The tomato is a plant whose fruit forms an edible berry, although one commonly eats it as a vegetable. According to botany, it genuinely is a fruit. Fruits are those structures that flowering plants form to bear seeds.

Even so most many cooks consider it a vegetable, that requires only a bit of work.

All About Tomatoes

Tomatoes belong to the family of nightshades, that also carries tobacco, potatoes and chili peppers. The Latin genus name Solanum comes from “solamen“, what means comforting or calming. The particular name points to “wolf peach”.

Before, one indeed called tomatoes wolf peaches. They originally come from west South America, where one probably tamed them. The name itself has origin in the Aztec word “tomatl“.

When Spaniards met with the Aztecs around the year 1600, they wrote it as “tomate“. That term later entered Enlgish and evolved to “tomato”.

Tomatoes once were believed to be poisonous for folks. Today that no longer counts, clearly.

One finds more than 25 000 varieties in a mix of colours, between which red, golden, green, black, purple and white. Between popular species are cherry tomato, beefsteak tomatoes, Brandywine, Better Boy, Grand Beef, Celebrity, Sun Gold and Yellow Pear. During buying of tomatoes, choose firm samples without black marks.

One should keep them at room temperature and use within five days.

The season of tomatoes lasts from May until October, but the peek happens at the end of July and in August. To find good tomatoes, shop during the season.
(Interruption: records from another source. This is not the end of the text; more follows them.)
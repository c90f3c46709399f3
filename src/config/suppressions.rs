//! `id[:file[:line]]` suppressions applied before records reach the aggregator.

use crate::core::{Diagnostic, DiagnosticKind};
use crate::errors::Error;
use glob::Pattern;
use std::str::FromStr;

#[derive(Debug, Clone)]
pub struct Suppression {
    /// Diagnostic id, or `*` for any id
    pub id: String,
    pub file: Option<Pattern>,
    pub line: Option<usize>,
}

impl Suppression {
    pub fn matches(&self, diagnostic: &Diagnostic) -> bool {
        if diagnostic.kind == DiagnosticKind::Progress {
            return false;
        }
        if self.id != "*" && self.id != diagnostic.id {
            return false;
        }
        let location = diagnostic.location.as_ref();
        let file_ok = match (&self.file, location) {
            (None, _) => true,
            (Some(pattern), Some(loc)) => pattern.matches_path(&loc.file),
            (Some(_), None) => false,
        };
        let line_ok = match (self.line, location) {
            (None, _) => true,
            (Some(line), Some(loc)) => loc.line == line,
            (Some(_), None) => false,
        };
        file_ok && line_ok
    }
}

impl FromStr for Suppression {
    type Err = Error;

    fn from_str(entry: &str) -> Result<Self, Self::Err> {
        let invalid = |reason: &str| Error::Suppression {
            entry: entry.to_string(),
            reason: reason.to_string(),
        };

        // A trailing line number is only present when there are two separators.
        let (rest, line) = match entry.rsplit_once(':') {
            Some((rest, tail)) if rest.contains(':') => {
                let line = tail
                    .parse::<usize>()
                    .map_err(|_| invalid("line must be a number"))?;
                (rest, Some(line))
            }
            _ => (entry, None),
        };
        let (id, file) = match rest.split_once(':') {
            Some((id, file)) => (id, Some(file)),
            None => (rest, None),
        };

        if id.trim().is_empty() {
            return Err(invalid("missing id"));
        }
        let file = file
            .filter(|f| !f.is_empty())
            .map(Pattern::new)
            .transpose()?;

        Ok(Self {
            id: id.trim().to_string(),
            file,
            line,
        })
    }
}

/// The active suppression list.
#[derive(Debug, Clone, Default)]
pub struct Suppressions {
    entries: Vec<Suppression>,
}

impl Suppressions {
    pub fn new(entries: Vec<Suppression>) -> Self {
        Self { entries }
    }

    pub fn is_suppressed(&self, diagnostic: &Diagnostic) -> bool {
        self.entries.iter().any(|s| s.matches(diagnostic))
    }

    pub fn is_empty(&self) -> bool {
        self.entries.is_empty()
    }
}

#[cfg(test)]
mod tests {
    use super::*;
    use crate::core::{Location, Severity};

    fn zerodiv_at(file: &str, line: usize) -> Diagnostic {
        Diagnostic::violation("zerodiv", Severity::Error, "Division by zero.")
            .at(Location::new(file, line))
    }

    #[test]
    fn test_id_only() {
        let s: Suppression = "zerodiv".parse().unwrap();
        assert!(s.matches(&zerodiv_at("a.c", 1)));
        assert!(!s.matches(&Diagnostic::violation("other", Severity::Style, "m")));
    }

    #[test]
    fn test_file_glob_and_line() {
        let s: Suppression = "zerodiv:src/*.c:12".parse().unwrap();
        assert!(s.matches(&zerodiv_at("src/a.c", 12)));
        assert!(!s.matches(&zerodiv_at("src/a.c", 13)));
        assert!(!s.matches(&zerodiv_at("lib/a.c", 12)));
    }

    #[test]
    fn test_file_without_line() {
        let s: Suppression = "zerodiv:legacy/*".parse().unwrap();
        assert_eq!(s.line, None);
        assert!(s.matches(&zerodiv_at("legacy/old.c", 99)));
    }

    #[test]
    fn test_wildcard_id_never_hides_progress() {
        let s: Suppression = "*".parse().unwrap();
        assert!(s.matches(&zerodiv_at("a.c", 1)));
        assert!(!s.matches(&Diagnostic::progress("Checking a.c ...")));
    }

    #[test]
    fn test_rejects_bad_entries() {
        assert!("".parse::<Suppression>().is_err());
        assert!(":a.c".parse::<Suppression>().is_err());
        assert!("zerodiv:a.c:x".parse::<Suppression>().is_err());
    }
}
Fresh, ripe heirloom tomatoes one best gets in summer and autumn.

Tomatoes form a basic ingredient for cooking during the whole year.
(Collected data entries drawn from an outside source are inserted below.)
//! Testimonial carousel with dot navigation and cursor-tracked card glow.

use leptos::prelude::*;

use crate::state::carousel::CarouselState;
use crate::state::effects::pointer_offset;

struct Testimonial {
    quote: &'static str,
    author: &'static str,
    role: &'static str,
}

const TESTIMONIALS: &[Testimonial] = &[
    Testimonial {
        quote: "The Leva Due paid for itself in a season. Service is the \
                best in the business.",
        author: "Marta Keller",
        role: "Owner, Kaffeewerk Zurich",
    },
    Testimonial {
        quote: "Shot-to-shot consistency we could never get out of our old \
                dual boiler. The bar runs itself now.",
        author: "Tomas Riva",
        role: "Head barista, Northline Roasters",
    },
    Testimonial {
        quote: "Forty-seven years of craft shows in every weld. It is the \
                last machine we will buy.",
        author: "June Park",
        role: "Founder, Dawn Patrol Coffee",
    },
];

/// Testimonial section: one active slide at a time, auto-advancing every
/// five seconds. Picking a dot shows that slide and restarts the timer, so
/// the next automatic advance is a full period after the manual action.
#[component]
pub fn Testimonials() -> impl IntoView {
    let carousel = RwSignal::new(CarouselState::new(TESTIMONIALS.len()));

    #[cfg(feature = "csr")]
    let metronome = {
        use std::rc::Rc;

        use crate::state::carousel::AUTO_ADVANCE_MS;
        use crate::timing::{BrowserScheduler, Metronome};

        let metronome = Rc::new(Metronome::new(BrowserScheduler, AUTO_ADVANCE_MS, move || {
            let _ = carousel.try_update(CarouselState::advance);
        }));
        metronome.restart();
        let for_cleanup = send_wrapper::SendWrapper::new(Rc::clone(&metronome));
        on_cleanup(move || for_cleanup.stop());
        metronome
    };

    let on_dot = {
        #[cfg(feature = "csr")]
        let metronome = std::rc::Rc::clone(&metronome);
        move |index: usize| {
            carousel.update(|c| c.select(index));
            #[cfg(feature = "csr")]
            metronome.restart();
        }
    };

    let slides = TESTIMONIALS
        .iter()
        .enumerate()
        .map(|(index, t)| {
            view! {
                <TestimonialCard
                    quote=t.quote
                    author=t.author
                    role=t.role
                    active=Signal::derive(move || carousel.get().active() == index)
                />
            }
        })
        .collect::<Vec<_>>();

    let dots = (0..TESTIMONIALS.len())
        .map(|index| {
            let on_dot = on_dot.clone();
            view! {
                <button
                    class="dot"
                    class:active=move || carousel.get().active() == index
                    aria-label=format!("Show testimonial {}", index + 1)
                    on:click=move |_| on_dot(index)
                ></button>
            }
        })
        .collect::<Vec<_>>();

    view! {
        <section id="testimonials" class="testimonials">
            <h2>"From the counter"</h2>
            <div class="testimonials__track">{slides}</div>
            <div class="testimonials__dots">{dots}</div>
        </section>
    }
}

/// A single testimonial slide. While hovered, the card tracks the cursor
/// through the `--x`/`--y` custom properties that position its radial glow.
#[component]
fn TestimonialCard(
    quote: &'static str,
    author: &'static str,
    role: &'static str,
    active: Signal<bool>,
) -> impl IntoView {
    let glow = RwSignal::new((0.0_f64, 0.0_f64));
    let card_ref = NodeRef::<leptos::html::Article>::new();

    let on_mousemove = move |ev: leptos::ev::MouseEvent| {
        let Some(card) = card_ref.get_untracked() else {
            return;
        };
        let rect = card.get_bounding_client_rect();
        glow.set(pointer_offset(
            f64::from(ev.client_x()),
            f64::from(ev.client_y()),
            rect.left(),
            rect.top(),
        ));
    };

    view! {
        <article
            class="testimonial testimonial-card"
            class:active=move || active.get()
            node_ref=card_ref
            on:mousemove=on_mousemove
            style=("--x", move || format!("{}px", glow.get().0))
            style=("--y", move || format!("{}px", glow.get().1))
        >
            <blockquote>{quote}</blockquote>
            <footer>
                <span class="testimonial__author">{author}</span>
                <span class="testimonial__role">{role}</span>
            </footer>
        </article>
    }
}
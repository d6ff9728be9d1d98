//! # macchina-site
//!
//! Leptos + WASM interactivity layer for the Macchina marketing site.
//! Replaces the hand-written `script.js` DOM wiring with a Rust-native
//! component tree: navigation, scroll reveals, stat counters, the
//! testimonial carousel, decorative effects, and contact-form validation.
//!
//! Widget state is plain data in [`state`] so behavior is testable without
//! a browser; [`timing`] holds the debounce/throttle/metronome core that
//! rate-limits the high-frequency event handlers.

pub mod app;
pub mod components;
pub mod dom;
pub mod pages;
pub mod state;
pub mod timing;

/// Client-side entry point: mount the app into `<body>`.
#[cfg(feature = "csr")]
#[wasm_bindgen::prelude::wasm_bindgen(start)]
pub fn start() {
    console_error_panic_hook::set_once();
    let _ = console_log::init_with_level(log::Level::Debug);
    leptos::mount::mount_to_body(app::App);
}
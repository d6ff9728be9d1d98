//! Machine showcase cards: hover lift, icon-button ripples, spec links.

use leptos::prelude::*;

use crate::state::effects::lift_enabled;

pub(crate) struct Machine {
    pub(crate) name: &'static str,
    pub(crate) tagline: &'static str,
    pub(crate) group: &'static str,
    /// Element id, so in-page links can target the card.
    pub(crate) slug: &'static str,
}

pub(crate) const MACHINES: &[Machine] = &[
    Machine {
        name: "Leva Uno",
        tagline: "Single-group spring lever, walnut accents.",
        group: "Lever Series",
        slug: "leva-uno",
    },
    Machine {
        name: "Leva Due",
        tagline: "Two-group lever for the busy counter.",
        group: "Lever Series",
        slug: "leva-due",
    },
    Machine {
        name: "Doppia 58",
        tagline: "Dual boiler, PID on both circuits.",
        group: "Dual Boiler",
        slug: "doppia-58",
    },
    Machine {
        name: "Macina Ti",
        tagline: "83mm titanium flat burrs, single dose.",
        group: "Grinders",
        slug: "macina-ti",
    },
];

/// Machine grid section.
#[component]
pub fn Machines() -> impl IntoView {
    let cards = MACHINES
        .iter()
        .map(|machine| {
            view! {
                <MachineCard
                    name=machine.name
                    tagline=machine.tagline
                    group=machine.group
                    slug=machine.slug
                />
            }
        })
        .collect::<Vec<_>>();

    view! {
        <section id="machines" class="machines">
            <h2>"The machines"</h2>
            <div class="machines__grid">{cards}</div>
        </section>
    }
}

/// One product card. Lifts on hover in the desktop layout only; touch-width
/// screens keep cards flat so a tap does not leave one stuck mid-lift.
#[component]
fn MachineCard(
    name: &'static str,
    tagline: &'static str,
    group: &'static str,
    slug: &'static str,
) -> impl IntoView {
    let lifted = RwSignal::new(false);

    let on_specs = move |ev: leptos::ev::MouseEvent| {
        ev.prevent_default();
        leptos::logging::log!("View specs for: {name}");
        crate::dom::scroll::to_anchor_below_nav("#contact");
    };

    view! {
        <article
            id=slug
            class="machine-card"
            on:mouseenter=move |_| {
                if lift_enabled(crate::dom::viewport::width()) {
                    lifted.set(true);
                }
            }
            on:mouseleave=move |_| lifted.set(false)
            style:transform=move || {
                if lifted.get() { "translateY(-10px)".to_owned() } else { String::new() }
            }
        >
            <span class="machine-card__group">{group}</span>
            <h3>{name}</h3>
            <p class="machine-card__tagline">{tagline}</p>
            <div class="machine-card__actions">
                <IconButton label="Favorite" glyph="\u{2764}"/>
                <IconButton label="Compare" glyph="\u{2194}"/>
                <a href="#contact" class="view-specs" on:click=on_specs>
                    "View specifications"
                </a>
            </div>
        </article>
    }
}

/// Favorite/compare toggle button with a click ripple. Each click spawns a
/// ripple span at the pointer position; the span removes itself after its
/// animation finishes.
#[component]
fn IconButton(label: &'static str, glyph: &'static str) -> impl IntoView {
    let active = RwSignal::new(false);
    let ripples = RwSignal::new(Vec::<(u64, f64, f64)>::new());
    let next_ripple = StoredValue::new(0_u64);
    let button_ref = NodeRef::<leptos::html::Button>::new();

    let on_click = move |ev: leptos::ev::MouseEvent| {
        ev.prevent_default();
        active.update(|a| *a = !*a);

        #[cfg(feature = "csr")]
        {
            use crate::state::effects::{RIPPLE_LIFETIME_MS, pointer_offset};

            let Some(button) = button_ref.get_untracked() else {
                return;
            };
            let rect = button.get_bounding_client_rect();
            let (x, y) = pointer_offset(
                f64::from(ev.client_x()),
                f64::from(ev.client_y()),
                rect.left(),
                rect.top(),
            );
            let id = next_ripple.get_value();
            next_ripple.set_value(id + 1);
            ripples.update(|r| r.push((id, x, y)));

            // try_update: the card may be gone before the ripple expires.
            gloo_timers::callback::Timeout::new(RIPPLE_LIFETIME_MS, move || {
                let _ = ripples.try_update(|r| r.retain(|&(ripple_id, _, _)| ripple_id != id));
            })
            .forget();
        }
    };

    view! {
        <button
            class="btn-icon"
            class:active=move || active.get()
            aria-label=label
            node_ref=button_ref
            on:click=on_click
        >
            <span aria-hidden="true">{glyph}</span>
            {move || {
                ripples
                    .get()
                    .into_iter()
                    .map(|(_, x, y)| {
                        view! {
                            <span
                                class="ripple"
                                style:left=format!("{x}px")
                                style:top=format!("{y}px")
                            ></span>
                        }
                    })
                    .collect::<Vec<_>>()
            }}
        </button>
    }
}
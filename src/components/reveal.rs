//! Scroll-triggered reveal wrapper.

use leptos::prelude::*;

/// Reveal geometry is checked once scrolling settles.
#[cfg(feature = "csr")]
const REVEAL_DEBOUNCE_MS: u32 = 100;

/// Wraps a section in a `.reveal` container that gains `active` once it
/// scrolls far enough into the viewport. The class is a one-way latch:
/// scrolling back out does not hide revealed content again.
#[component]
pub fn Reveal(children: Children) -> impl IntoView {
    let revealed = RwSignal::new(false);
    let node_ref = NodeRef::<leptos::html::Div>::new();

    #[cfg(feature = "csr")]
    {
        use std::cell::RefCell;
        use std::rc::Rc;

        use crate::dom::viewport;
        use crate::state::reveal::is_revealed;
        use crate::timing::{BrowserScheduler, Debouncer};

        let check = move || {
            if revealed.get_untracked() {
                return;
            }
            let Some(el) = node_ref.get_untracked() else {
                return;
            };
            let rect = el.get_bounding_client_rect();
            if is_revealed(rect.top(), rect.bottom(), viewport::height()) {
                revealed.set(true);
            }
        };

        // Elements already in view reveal on mount, before any scrolling.
        Effect::new(move || {
            if node_ref.get().is_some() {
                check();
            }
        });

        let debounce = Rc::new(RefCell::new(Debouncer::new(
            BrowserScheduler,
            REVEAL_DEBOUNCE_MS,
        )));
        let handle = window_event_listener(leptos::ev::scroll, move |_| {
            debounce.borrow_mut().call(check);
        });
        on_cleanup(move || handle.remove());
    }

    view! {
        <div class="reveal" class:active=move || revealed.get() node_ref=node_ref>
            {children()}
        </div>
    }
}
tomato plants are crops for warm seasons, that like sun and do not last cold. Important is do not plant them in the ground too soon. In many regions the soil does not warm enough before the end of spring or start of summer.
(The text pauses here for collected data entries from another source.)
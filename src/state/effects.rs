//! Pure math behind the decorative effects.

#[cfg(test)]
#[path = "effects_test.rs"]
mod effects_test;

use crate::state::nav::MOBILE_BREAKPOINT;

/// How long a ripple element stays in the tree before removal (ms).
pub const RIPPLE_LIFETIME_MS: u32 = 600;

/// Hero background layer offset for a given scroll position: the layer
/// moves at half scroll speed.
pub fn parallax_shift(scroll_y: f64) -> f64 {
    scroll_y * 0.5
}

/// Hero overlay opacity, deepening as the page scrolls. The browser clamps
/// values above 1.0, matching the original behavior.
pub fn overlay_opacity(scroll_y: f64) -> f64 {
    0.5 + scroll_y * 0.001
}

/// Pointer position relative to an element, from client coordinates and
/// the element's bounding-rect origin. Used for both the click ripple and
/// the cursor-tracked glow.
pub fn pointer_offset(client_x: f64, client_y: f64, rect_left: f64, rect_top: f64) -> (f64, f64) {
    (client_x - rect_left, client_y - rect_top)
}

/// Hover lift applies only in the desktop layout.
pub fn lift_enabled(viewport_width: f64) -> bool {
    viewport_width > MOBILE_BREAKPOINT
}
//! Stat counter animation stepping.

#[cfg(test)]
#[path = "counter_test.rs"]
mod counter_test;

/// Number of animation frames a counter takes to reach its target.
pub const COUNTER_FRAMES: f64 = 200.0;

/// Frame-driven count-up toward a target value.
///
/// Each [`step`](Self::step) adds `target / 200` and rounds the displayed
/// value up, so small targets still visibly move and the final frame lands
/// exactly on the target.
#[derive(Clone, Copy, Debug, PartialEq)]
pub struct CounterAnimation {
    target: f64,
    current: f64,
}

impl CounterAnimation {
    pub fn new(target: f64) -> Self {
        Self {
            target,
            current: 0.0,
        }
    }

    /// Advance one frame. Returns `true` while another frame is needed.
    pub fn step(&mut self) -> bool {
        if self.current >= self.target {
            return false;
        }
        let increment = self.target / COUNTER_FRAMES;
        self.current = (self.current + increment).ceil().min(self.target);
        self.current < self.target
    }

    pub fn done(&self) -> bool {
        self.current >= self.target
    }

    /// Integral value to display for the current frame. `current` only ever
    /// holds ceiled values, so rounding is exact.
    #[allow(clippy::cast_possible_truncation)]
    pub fn display(&self) -> i64 {
        self.current.round() as i64
    }
}
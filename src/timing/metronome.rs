//! Repeating tick timer built on one-shot scheduling.

#[cfg(test)]
#[path = "metronome_test.rs"]
mod metronome_test;

use std::cell::RefCell;
use std::rc::Rc;

use crate::timing::Scheduler;

/// Fires `tick` every `period_ms`, rescheduling itself after each fire.
///
/// [`restart`](Self::restart) cancels the pending tick and arms a fresh
/// full period, so a manual action (a carousel dot click) pushes the next
/// automatic tick a whole period out instead of letting it land early.
pub struct Metronome<S: Scheduler + 'static> {
    scheduler: Rc<S>,
    period_ms: u32,
    tick: Rc<dyn Fn()>,
    slot: Rc<RefCell<Option<S::Task>>>,
}

impl<S: Scheduler + 'static> Metronome<S> {
    /// Create a stopped metronome; call [`restart`](Self::restart) to arm it.
    pub fn new(scheduler: S, period_ms: u32, tick: impl Fn() + 'static) -> Self {
        Self {
            scheduler: Rc::new(scheduler),
            period_ms,
            tick: Rc::new(tick),
            slot: Rc::new(RefCell::new(None)),
        }
    }

    /// Arm (or re-arm) the timer for a full period from now.
    pub fn restart(&self) {
        arm(&self.scheduler, self.period_ms, &self.slot, &self.tick);
    }

    /// Cancel the pending tick.
    pub fn stop(&self) {
        self.slot.borrow_mut().take();
    }
}

impl<S: Scheduler + 'static> Drop for Metronome<S> {
    fn drop(&mut self) {
        // The pending task's closure holds the slot alive; without this the
        // timer would keep ticking after the owning widget is gone.
        self.stop();
    }
}

fn arm<S: Scheduler + 'static>(
    scheduler: &Rc<S>,
    period_ms: u32,
    slot: &Rc<RefCell<Option<S::Task>>>,
    tick: &Rc<dyn Fn()>,
) {
    let scheduler_next = Rc::clone(scheduler);
    let slot_next = Rc::clone(slot);
    let tick_next = Rc::clone(tick);
    let task = scheduler.schedule(
        period_ms,
        Box::new(move || {
            tick_next();
            arm(&scheduler_next, period_ms, &slot_next, &tick_next);
        }),
    );
    *slot.borrow_mut() = Some(task);
}
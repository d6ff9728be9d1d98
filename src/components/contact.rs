//! Contact form with required-field validation.

use leptos::prelude::*;

use crate::state::form::{ContactForm, Field};

/// Contact section. Submission is blocked while any required field is
/// blank (after trimming); offending fields carry the `error` class until
/// the user edits them. A valid submission resets the form.
#[component]
pub fn Contact() -> impl IntoView {
    let form = RwSignal::new(ContactForm::default());

    let on_submit = move |ev: leptos::ev::SubmitEvent| {
        ev.prevent_default();
        let mut submitted = false;
        form.update(|f| submitted = f.submit());
        if submitted {
            leptos::logging::log!("Contact form submitted");
        }
    };

    let field_input = move |field: Field| {
        move |ev: leptos::ev::Event| {
            form.update(|f| f.edit(field, event_target_value(&ev)));
        }
    };

    view! {
        <section id="contact" class="contact">
            <h2>"Talk to us"</h2>
            <form class="contact-form" on:submit=on_submit novalidate=true>
                <input
                    type="text"
                    name="name"
                    placeholder="Name"
                    required=true
                    class:error=move || form.with(|f| f.has_error(Field::Name))
                    prop:value=move || form.with(|f| f.name.clone())
                    on:input=field_input(Field::Name)
                />
                <input
                    type="email"
                    name="email"
                    placeholder="Email"
                    required=true
                    class:error=move || form.with(|f| f.has_error(Field::Email))
                    prop:value=move || form.with(|f| f.email.clone())
                    on:input=field_input(Field::Email)
                />
                <textarea
                    name="message"
                    placeholder="What are you brewing?"
                    required=true
                    class:error=move || form.with(|f| f.has_error(Field::Message))
                    prop:value=move || form.with(|f| f.message.clone())
                    on:input=field_input(Field::Message)
                ></textarea>
                <button type="submit" class="btn btn--primary">
                    "Send"
                </button>
            </form>
        </section>
    }
}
In USDA-zone 10 tomatoes one actually grows in autumn and winter. Plants one can start inside from seeds or buy as seedlings from a garden centre. While starting from seed, use bright soil mix and give a lot of light.

Little light causes long, weak seedlings.

Too much water can create troubles. Varied watering or scarce watering commonly causes decay at the base of tomato plants. Try to wet the soil to six until eight inches of depth.

Water the soil, not the plant itself. Remove the bottom leaves as the plant grows, because ground splash on leaves spreads diseases.

Tomatoes deliver many vitamins and minerals, between that vitamin C, that works as a natural nutrient and antioxidant. One medium tomato gives 28% of the everyday benchmark intake for vitamin C. They certainly are themost liked garden vegetables in the world.

Sugar in Tomatoes Calculator – How Much Sugar Per Serving?